Records to use:
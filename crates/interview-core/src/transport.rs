use anyhow::Result;
use async_trait::async_trait;
use interview_types::{StartRequest, TransportEvent};
#[cfg(test)]
use mockall::automock;
use tokio::sync::broadcast;

/// The real-time call collaborator.
///
/// One handle is owned per session and injected into the call state machine,
/// so independent sessions never share a connection.
#[cfg_attr(test, automock)]
#[async_trait]
pub trait Transport: Send {
    /// Places a call with the remote agent described by `request`.
    async fn start(&mut self, request: StartRequest) -> Result<()>;

    /// Hangs up the live call, if any.
    async fn stop(&mut self) -> Result<()>;

    /// Subscribes to transport events. Dropping the receiver unsubscribes.
    fn subscribe(&self) -> broadcast::Receiver<TransportEvent>;
}
use crate::Route;
use crate::identity::SharedCredential;
use anyhow::Result;
use async_trait::async_trait;
use interview_types::{CreateFeedbackParams, FeedbackOutcome, Message};
#[cfg(test)]
use mockall::automock;
use std::sync::Arc;

/// The feedback-scoring collaborator (`createFeedback`).
///
/// Validation of the interview id and transcript happens on the far side and
/// comes back as a failed outcome. `Err` means no answer at all.
#[cfg_attr(test, automock)]
#[async_trait]
pub trait FeedbackScorer: Send + Sync {
    async fn create_feedback(&self, params: CreateFeedbackParams) -> Result<FeedbackOutcome>;
}

/// Everything captured at the moment the call finished.
#[derive(Debug, Clone)]
pub struct HandoffRequest {
    pub interview_id: String,
    pub messages: Arc<[Message]>,
    pub feedback_id: Option<String>,
    pub credential: SharedCredential,
    pub legacy_user_id: Option<String>,
}

impl HandoffRequest {
    fn to_params(&self) -> CreateFeedbackParams {
        CreateFeedbackParams {
            interview_id: self.interview_id.clone(),
            transcript: self.messages.to_vec(),
            id_token: self.credential.as_ref().map(|c| c.expose().to_string()),
            legacy_user_id: self.legacy_user_id.clone(),
            feedback_id: self.feedback_id.clone(),
        }
    }
}

/// Submits a finished transcript for scoring, once per session.
pub struct HandoffOrchestrator<S> {
    scorer: S,
    submitted: bool,
}

impl<S: FeedbackScorer> HandoffOrchestrator<S> {
    pub fn new(scorer: S) -> Self {
        Self {
            scorer,
            submitted: false,
        }
    }

    pub fn has_submitted(&self) -> bool {
        self.submitted
    }

    /// Sends `request` to the scorer. Returns `None` without contacting the
    /// scorer when this session has already submitted.
    pub async fn submit_feedback(&mut self, request: &HandoffRequest) -> Option<FeedbackOutcome> {
        if self.submitted {
            tracing::warn!(
                "feedback for interview '{}' already submitted, skipping",
                request.interview_id
            );
            return None;
        }
        self.submitted = true;

        if request.credential.is_none() {
            tracing::info!("no identity credential, submitting with legacy user id");
        }
        tracing::info!(
            "submitting {} messages for interview '{}'",
            request.messages.len(),
            request.interview_id
        );

        let outcome = match self.scorer.create_feedback(request.to_params()).await {
            Ok(outcome) => outcome,
            Err(e) => FeedbackOutcome::failed(format!("{e:#}")),
        };
        Some(outcome)
    }

    /// Submits and decides where the caller goes next.
    pub async fn hand_off(&mut self, request: &HandoffRequest) -> Route {
        match self.submit_feedback(request).await {
            Some(outcome) => route_for(&request.interview_id, &outcome),
            None => Route::Home,
        }
    }
}

/// Feedback detail on success with a usable id, home otherwise.
pub fn route_for(interview_id: &str, outcome: &FeedbackOutcome) -> Route {
    match outcome.usable_feedback_id() {
        Some(feedback_id) => Route::FeedbackDetail {
            interview_id: interview_id.to_string(),
            feedback_id: feedback_id.to_string(),
        },
        None => {
            tracing::error!(
                "error saving feedback: {}",
                outcome.error_reason.as_deref().unwrap_or("no feedback id returned")
            );
            Route::Home
        }
    }
}
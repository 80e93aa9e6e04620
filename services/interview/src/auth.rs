use anyhow::Result;
use async_trait::async_trait;
use interview_core::identity::{AuthEvent, AuthProvider, IdentityCredential, Principal};
use secrecy::{ExposeSecret, SecretString};
use tokio::sync::broadcast;

/// Auth provider backed by a fixed identity from the environment.
///
/// The principal is signed in from startup when a user id is configured. It
/// never changes, so subscribers only ever see the initial state.
pub struct EnvAuthProvider {
    principal: Option<Principal>,
    id_token: Option<SecretString>,
    events: broadcast::Sender<AuthEvent>,
}

impl EnvAuthProvider {
    pub fn new(user_id: Option<String>, id_token: Option<SecretString>) -> Self {
        let (events, _) = broadcast::channel(4);
        Self {
            principal: user_id.map(Principal::new),
            id_token,
            events,
        }
    }

    /// Signs the principal out. Holders of the token cache drop the credential.
    pub fn sign_out(&self) {
        if self.events.send(AuthEvent::SignedOut).is_err() {
            tracing::debug!("sign-out with no subscribers");
        }
    }
}

#[async_trait]
impl AuthProvider for EnvAuthProvider {
    fn current_principal(&self) -> Option<Principal> {
        self.principal.clone()
    }

    fn subscribe(&self) -> broadcast::Receiver<AuthEvent> {
        self.events.subscribe()
    }

    async fn fetch_credential(
        &self,
        principal: &Principal,
        _force_refresh: bool,
    ) -> Result<IdentityCredential> {
        match &self.id_token {
            Some(token) => Ok(IdentityCredential::new(token.expose_secret())),
            None => Err(anyhow::anyhow!("no ID_TOKEN configured for {}", principal.uid())),
        }
    }
}
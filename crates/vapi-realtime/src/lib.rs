mod client;
mod events;

pub use interview_types as types;
pub use client::{connect, connect_with_config, Client, Config, ConfigBuilder, ServerRx};
pub use events::{parse_server_frame, ClientEvent};
use crate::events::{parse_server_frame, ClientEvent};
use anyhow::Result;
use futures_util::{SinkExt, StreamExt};
use interview_types::{StartRequest, TransportEvent};
use tokio_tungstenite::tungstenite::Message;

mod config;
mod consts;
mod utils;

pub use config::{Config, ConfigBuilder};

pub type ClientTx = tokio::sync::mpsc::Sender<ClientEvent>;
type ServerTx = tokio::sync::broadcast::Sender<TransportEvent>;
pub type ServerRx = tokio::sync::broadcast::Receiver<TransportEvent>;

// Channel capacity, configuration and the client/server transmitters once connected.
pub struct Client {
    capacity: usize,
    config: Config,
    c_tx: Option<ClientTx>,
    s_tx: Option<ServerTx>,
}

impl Client {
    fn new(capacity: usize, config: Config) -> Self {
        Self {
            capacity,
            config,
            c_tx: None,
            s_tx: None,
        }
    }

    async fn connect(&mut self) -> Result<()> {
        if self.c_tx.is_some() {
            return Err(anyhow::anyhow!("already connected"));
        }

        let request = utils::build_request(&self.config)?;
        let (ws_stream, _) = tokio_tungstenite::connect_async(request).await?;
        let (mut write, mut read) = ws_stream.split();

        let (c_tx, mut c_rx) = tokio::sync::mpsc::channel::<ClientEvent>(self.capacity);
        let (s_tx, _) = tokio::sync::broadcast::channel(self.capacity);

        self.c_tx = Some(c_tx);
        self.s_tx = Some(s_tx.clone());

        // Writer: serialize outbound events onto the socket.
        tokio::spawn(async move {
            while let Some(event) = c_rx.recv().await {
                match serde_json::to_string(&event) {
                    Ok(text) => {
                        if let Err(e) = write.send(Message::Text(text)).await {
                            tracing::error!("failed to send message: {}", e);
                        }
                    }
                    Err(e) => {
                        tracing::error!("failed to serialize event: {}", e);
                    }
                }
            }
            if let Err(e) = write.close().await {
                tracing::debug!("socket already closed: {}", e);
            }
        });

        // Reader: map inbound frames to transport events and broadcast them.
        tokio::spawn(async move {
            while let Some(message) = read.next().await {
                let message = match message {
                    Err(e) => {
                        tracing::error!("failed to read message: {}", e);
                        break;
                    }
                    Ok(message) => message,
                };
                match message {
                    Message::Text(text) => {
                        let Some(event) = parse_server_frame(&text) else {
                            continue;
                        };
                        tracing::debug!("received event: {:?}", event);
                        if let Err(e) = s_tx.send(event) {
                            tracing::error!("failed to send event: {}", e);
                        }
                    }
                    Message::Binary(bin) => {
                        tracing::warn!("unexpected binary message: {} bytes", bin.len());
                    }
                    Message::Close(reason) => {
                        tracing::info!("connection closed: {:?}", reason);
                        break;
                    }
                    _ => {}
                }
            }
            // A dropped connection ends whatever call is in progress. Sessions
            // that are already finished ignore the extra call-end.
            if let Err(e) = s_tx.send(TransportEvent::CallEnd) {
                tracing::error!("failed to send close event: {}", e);
            }
        });
        Ok(())
    }

    // Get a receiver for inbound transport events.
    pub fn server_events(&self) -> Result<ServerRx> {
        match self.s_tx {
            Some(ref tx) => Ok(tx.subscribe()),
            None => Err(anyhow::anyhow!("not connected yet")),
        }
    }

    async fn send_client_event(&mut self, event: ClientEvent) -> Result<()> {
        match self.c_tx {
            Some(ref tx) => {
                tx.send(event).await?;
                Ok(())
            }
            None => Err(anyhow::anyhow!("not connected yet")),
        }
    }

    /// Asks the agent to place a call.
    pub async fn start(&mut self, request: StartRequest) -> Result<()> {
        self.send_client_event(ClientEvent::Start(request)).await
    }

    /// Asks the agent to hang up. The call ends when `call-end` arrives.
    pub async fn stop(&mut self) -> Result<()> {
        self.send_client_event(ClientEvent::Stop).await
    }
}

pub async fn connect_with_config(capacity: usize, config: Config) -> Result<Client> {
    let mut client = Client::new(capacity, config);
    client.connect().await?;
    Ok(client)
}

pub async fn connect() -> Result<Client> {
    connect_with_config(1024, Config::new()).await
}

#[cfg(test)]
mod tests {
    use super::*;
    use interview_types::{AgentTarget, StartOptions};
    use secrecy::SecretString;
    use std::time::Duration;
    use tokio::net::TcpListener;

    fn start_request() -> StartRequest {
        StartRequest::new(
            AgentTarget::Workflow {
                workflow_id: "wf".to_string(),
            },
            StartOptions::transcripts(),
        )
    }

    async fn next_event(events: &mut ServerRx) -> TransportEvent {
        tokio::time::timeout(Duration::from_secs(2), events.recv())
            .await
            .expect("timed out waiting for event")
            .expect("event stream closed")
    }

    #[tokio::test]
    async fn dropped_socket_ends_a_restarted_call() {
        let listener = TcpListener::bind("127.0.0.1:0").await.unwrap();
        let addr = listener.local_addr().unwrap();

        let server = tokio::spawn(async move {
            let (stream, _) = listener.accept().await.unwrap();
            let mut ws = tokio_tungstenite::accept_async(stream).await.unwrap();

            // First call runs to a clean end.
            ws.next().await.unwrap().unwrap();
            ws.send(Message::Text(r#"{"type":"call-start"}"#.to_string())).await.unwrap();
            ws.send(Message::Text(r#"{"type":"call-end"}"#.to_string())).await.unwrap();

            // Second call starts, then the socket vanishes.
            ws.next().await.unwrap().unwrap();
            ws.send(Message::Text(r#"{"type":"call-start"}"#.to_string())).await.unwrap();
            drop(ws);
        });

        let config = Config::builder()
            .with_base_url(&format!("ws://{addr}"))
            .with_public_key(SecretString::from("pk"))
            .build();
        let mut client = connect_with_config(16, config).await.unwrap();
        let mut events = client.server_events().unwrap();

        client.start(start_request()).await.unwrap();
        assert_eq!(next_event(&mut events).await, TransportEvent::CallStart);
        assert_eq!(next_event(&mut events).await, TransportEvent::CallEnd);

        client.start(start_request()).await.unwrap();
        assert_eq!(next_event(&mut events).await, TransportEvent::CallStart);
        assert_eq!(next_event(&mut events).await, TransportEvent::CallEnd);

        server.await.unwrap();
    }

    #[tokio::test]
    async fn unconnected_client_refuses_traffic() {
        let mut client = Client::new(8, Config::new());
        assert!(client.server_events().is_err());
        assert!(client.stop().await.is_err());
    }
}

Description of the task: What is needed is an exact repetition of the lines from the first line of the records through the line containing "pub trait FeedbackScorer: Send", both ends included, and nothing more.

Final answer:
filename crates/interview-core/src/transport.rs
use anyhow::Result;
use async_trait::async_trait;
use interview_types::{StartRequest, TransportEvent};
#[cfg(test)]
use mockall::automock;
use tokio::sync::broadcast;

/// The real-time call collaborator.
///
/// One handle is owned per session and injected into the call state machine,
/// so independent sessions never share a connection.
#[cfg_attr(test, automock)]
#[async_trait]
pub trait Transport: Send {
    /// Places a call with the remote agent described by `request`.
    async fn start(&mut self, request: StartRequest) -> Result<()>;

    /// Hangs up the live call, if any.
    async fn stop(&mut self) -> Result<()>;

    /// Subscribes to transport events. Dropping the receiver unsubscribes.
    fn subscribe(&self) -> broadcast::Receiver<TransportEvent>;
}
use crate::Route;
use crate::identity::SharedCredential;
use anyhow::Result;
use async_trait::async_trait;
use interview_types::{CreateFeedbackParams, FeedbackOutcome, Message};
#[cfg(test)]
use mockall::automock;
use std::sync::Arc;

/// The feedback-scoring collaborator (`createFeedback`).
///
/// Validation of the interview id and transcript happens on the far side and
/// comes back as a failed outcome. `Err` means no answer at all.
#[cfg_attr(test, automock)]
#[async_trait]
pub trait FeedbackScorer: Send + Sync {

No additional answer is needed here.